Clearly, there remain more slots for participants — so those eligible should take advantage of this opportunity to pivot or advance with marketable job skills.
Also, the state has allocated $10 million in CARES (Coronavirus Aid, Relief, and Economic Security) Act funds toward a two-track program connecting displaced workers, along with recent college and high school grads, with temporary jobs and career training.
One track, “Kupu Aina Corps,” offers sustainability-focused work; the other,“Aloha Connects Innovation,” provides jobs with host companies in “non-tourism- dependent emerging industries.” The program — organized by the state Department of Business, Economic Development &Tourism (DBEDT) and two nonprofits, Kupu and the Economic Development Alliance of Hawaii — also wraps up in December.
As economic recovery inches forward, it’s likely that more of these types of programs will be needed. According to DBEDT’s forecast, Hawaii will welcome 2.9 million visitors by the end of this year — a nearly 72% plunge from 2019’s yearlong count.
Even as displaced workers continue to navigate the COVID-19 new normal, the state continues to grapple with Hawaii’s high volume of unemployment benefits.

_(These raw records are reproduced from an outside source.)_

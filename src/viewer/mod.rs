//! Native preview window.
//!
//! Opens a winit window and runs a particle field in it, the same way a page
//! would run it behind its hero section. Useful for tuning a configuration
//! before shipping it to the browser.
//!
//! ```ignore
//! Viewer::new(FieldConfig::default())
//!     .with_title("Backdrop")
//!     .with_size(1280, 720)
//!     .run()?;
//! ```
//!
//! | Key | Action |
//! |-----|--------|
//! | Space | pause / resume |
//! | R | respawn every particle |
//! | S | save a PNG snapshot |
//! | Escape | quit |

mod present;

pub use present::{Presenter, BLIT_SHADER};

use std::sync::Arc;

use winit::{
    application::ApplicationHandler,
    dpi::LogicalSize,
    event::WindowEvent,
    event_loop::{ActiveEventLoop, ControlFlow, EventLoop},
    window::{Window, WindowId},
};

use crate::config::FieldConfig;
use crate::error::ViewerError;
use crate::field::ParticleField;
use crate::frame_loop::{AnimationLoop, FrameHost};
use crate::input::{Input, KeyCode};
use crate::raster::Pixmap;
use crate::time::Time;
use crate::visuals::Rgba;

/// Frames between window title refreshes.
const TITLE_INTERVAL: u64 = 30;

/// Frame host backed by the window's redraw request.
pub struct RedrawHost {
    window: Arc<Window>,
}

impl FrameHost for RedrawHost {
    type Handle = ();

    fn request_frame(&mut self) -> Option<()> {
        self.window.request_redraw();
        Some(())
    }
}

/// Builder for the preview window.
pub struct Viewer {
    config: FieldConfig,
    title: String,
    size: (u32, u32),
    background: Rgba,
}

impl Viewer {
    pub fn new(config: FieldConfig) -> Self {
        Self {
            config,
            title: "Backdrop".to_string(),
            size: (1280, 720),
            background: Rgba::rgb8(10, 10, 20, 1.0),
        }
    }

    /// Set the window title. The current FPS is appended while running.
    pub fn with_title(mut self, title: impl Into<String>) -> Self {
        self.title = title.into();
        self
    }

    /// Set the initial window size in logical pixels.
    pub fn with_size(mut self, width: u32, height: u32) -> Self {
        self.size = (width, height);
        self
    }

    /// Set the color the field is drawn over.
    pub fn with_background(mut self, background: Rgba) -> Self {
        self.background = background;
        self
    }

    /// Open the window and run until it is closed.
    pub fn run(self) -> Result<(), ViewerError> {
        self.config.validate()?;

        let event_loop = EventLoop::new()?;
        event_loop.set_control_flow(ControlFlow::Wait);

        let mut app = App::new(self);
        event_loop.run_app(&mut app)?;

        match app.error.take() {
            Some(e) => Err(e),
            None => Ok(()),
        }
    }
}

struct App {
    viewer: Viewer,
    window: Option<Arc<Window>>,
    presenter: Option<Presenter>,
    field: Option<ParticleField<Pixmap>>,
    frame_loop: Option<AnimationLoop<RedrawHost>>,
    input: Input,
    time: Time,
    paused: bool,
    occluded: bool,
    snapshots: u32,
    error: Option<ViewerError>,
}

impl App {
    fn new(viewer: Viewer) -> Self {
        Self {
            viewer,
            window: None,
            presenter: None,
            field: None,
            frame_loop: None,
            input: Input::new(),
            time: Time::new(),
            paused: false,
            occluded: false,
            snapshots: 0,
            error: None,
        }
    }

    fn init(&mut self, event_loop: &ActiveEventLoop) -> Result<(), ViewerError> {
        let (width, height) = self.viewer.size;
        let attrs = Window::default_attributes()
            .with_title(self.viewer.title.clone())
            .with_inner_size(LogicalSize::new(width, height));
        let window = Arc::new(event_loop.create_window(attrs)?);

        let presenter = pollster::block_on(Presenter::new(window.clone()))?;

        let size = window.inner_size();
        let surface = Pixmap::with_background(0, 0, self.viewer.background);
        let mut field = ParticleField::new(Some(surface), self.viewer.config.clone(), (size.width, size.height));
        let mut frame_loop = AnimationLoop::new(RedrawHost {
            window: window.clone(),
        });
        frame_loop.start(&mut field);

        log::info!(
            "preview running: {} particles at {}x{}",
            field.particles().len(),
            size.width,
            size.height
        );

        self.window = Some(window);
        self.presenter = Some(presenter);
        self.field = Some(field);
        self.frame_loop = Some(frame_loop);
        Ok(())
    }

    /// Visible means neither paused by the user nor hidden by the compositor.
    fn sync_visibility(&mut self) {
        let visible = !self.paused && !self.occluded;
        self.time.set_running(visible);
        if let (Some(frame_loop), Some(field)) = (&mut self.frame_loop, &mut self.field) {
            frame_loop.set_visible(visible, field);
        }
        // A redraw requested while hidden may have been dropped.
        if visible {
            if let Some(window) = &self.window {
                window.request_redraw();
            }
        }
    }

    fn handle_key(&mut self, key: KeyCode, event_loop: &ActiveEventLoop) {
        match key {
            KeyCode::Space => {
                self.paused = !self.paused;
                log::info!("{}", if self.paused { "paused" } else { "resumed" });
                self.sync_visibility();
            }
            KeyCode::R => {
                if let Some(field) = &mut self.field {
                    let size = field.size();
                    field.reinitialize(size);
                }
            }
            KeyCode::S => self.save_snapshot(),
            KeyCode::Escape => event_loop.exit(),
            _ => {}
        }
    }

    fn save_snapshot(&mut self) {
        let Some(pixmap) = self.field.as_ref().and_then(|f| f.surface()) else {
            return;
        };
        self.snapshots += 1;
        let path = format!("backdrop-{:04}.png", self.snapshots);
        match pixmap.save_png(&path) {
            Ok(()) => log::info!("saved snapshot to {}", path),
            Err(e) => log::error!("snapshot failed: {}", e),
        }
    }

    fn redraw(&mut self, event_loop: &ActiveEventLoop) {
        let (Some(presenter), Some(field)) = (&mut self.presenter, &mut self.field) else {
            return;
        };

        // Present the frame the previous step produced, then step the next one.
        if let Some(pixmap) = field.surface() {
            presenter.upload(pixmap);
        }
        match presenter.render() {
            Ok(()) => {}
            Err(wgpu::SurfaceError::Lost | wgpu::SurfaceError::Outdated) => presenter.reconfigure(),
            Err(wgpu::SurfaceError::OutOfMemory) => {
                log::error!("out of GPU memory");
                event_loop.exit();
                return;
            }
            Err(e) => log::error!("render error: {:?}", e),
        }

        if let Some(frame_loop) = &mut self.frame_loop {
            if frame_loop.is_scheduled() && frame_loop.tick(field) {
                self.time.tick();
            }
        }

        if self.time.frame() % TITLE_INTERVAL == 1 {
            if let Some(window) = &self.window {
                window.set_title(&format!("{} - {:.0} FPS", self.viewer.title, self.time.fps()));
            }
        }
    }
}

impl ApplicationHandler for App {
    fn resumed(&mut self, event_loop: &ActiveEventLoop) {
        if self.window.is_some() {
            return;
        }
        if let Err(e) = self.init(event_loop) {
            log::error!("failed to start preview: {}", e);
            self.error = Some(e);
            event_loop.exit();
        }
    }

    fn window_event(&mut self, event_loop: &ActiveEventLoop, _id: WindowId, event: WindowEvent) {
        self.input.handle_event(&event);

        match event {
            WindowEvent::CloseRequested => {
                event_loop.exit();
            }
            WindowEvent::Resized(size) => {
                if let Some(presenter) = &mut self.presenter {
                    presenter.resize(size.width, size.height);
                }
                if let Some(field) = &mut self.field {
                    field.resize(size.width, size.height);
                }
                if let Some(window) = &self.window {
                    window.request_redraw();
                }
            }
            WindowEvent::Occluded(occluded) => {
                self.occluded = occluded;
                self.sync_visibility();
            }
            WindowEvent::CursorMoved { .. } => {
                if let Some(field) = &mut self.field {
                    field.set_pointer(self.input.pointer());
                }
            }
            WindowEvent::KeyboardInput { .. } => {
                let pressed: Vec<KeyCode> = [KeyCode::Space, KeyCode::R, KeyCode::S, KeyCode::Escape]
                    .into_iter()
                    .filter(|k| self.input.key_pressed(*k))
                    .collect();
                for key in pressed {
                    self.handle_key(key, event_loop);
                }
            }
            WindowEvent::RedrawRequested => self.redraw(event_loop),
            _ => {}
        }

        self.input.begin_frame();
    }
}

#[cfg(test)]
mod tests {
    use super::*;
    use glam::Vec2;

    #[test]
    fn test_builder_defaults() {
        let viewer = Viewer::new(FieldConfig::default());
        assert_eq!(viewer.title, "Backdrop");
        assert_eq!(viewer.size, (1280, 720));
        assert_eq!(viewer.background.a, 1.0);
    }

    #[test]
    fn test_builder_overrides() {
        let viewer = Viewer::new(FieldConfig::default())
            .with_title("Hero")
            .with_size(640, 480)
            .with_background(Rgba::BLACK);
        assert_eq!(viewer.title, "Hero");
        assert_eq!(viewer.size, (640, 480));
        assert_eq!(viewer.background, Rgba::BLACK);
    }

    #[test]
    fn test_pointer_follows_input() {
        // The viewer forwards the tracked pointer; the tracker starts at the origin.
        let mut input = Input::new();
        input.move_pointer(Vec2::new(320.0, 200.0));
        let mut field = ParticleField::new(
            Some(Pixmap::new(0, 0)),
            FieldConfig::default().with_particle_count(1).with_seed(3),
            (640, 400),
        );
        field.set_pointer(input.pointer());
        assert_eq!(field.pointer(), Vec2::new(320.0, 200.0));
    }
}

Among the latest snags, in late September, when the Department of Labor and Industrial Relations (DLIR) opened a new call center to field unemployment claim questions, its virtual phone bank was flooded with calls from claimants using computer and phone software to repeatedly redial attempts to get through to an agent.
Since then, the problem has been mitigated by disallowing robo-calls into the queue; and the center is getting an daily average of 7,000 “distinct callers.” That’s progress. But among the new challenges is an increase in people who have tapped out their 26 weeks of state-allotted unemployment benefits and are filing for the federally funded 13-week extension.
Hawaii’s necessary attempt to reshape the economy as less tourism-dependent sends us down a path that will be marked with frustrating stops and starts. Even so, it seems to be the most viable way forward — filled, hopefully, with more starts than stops.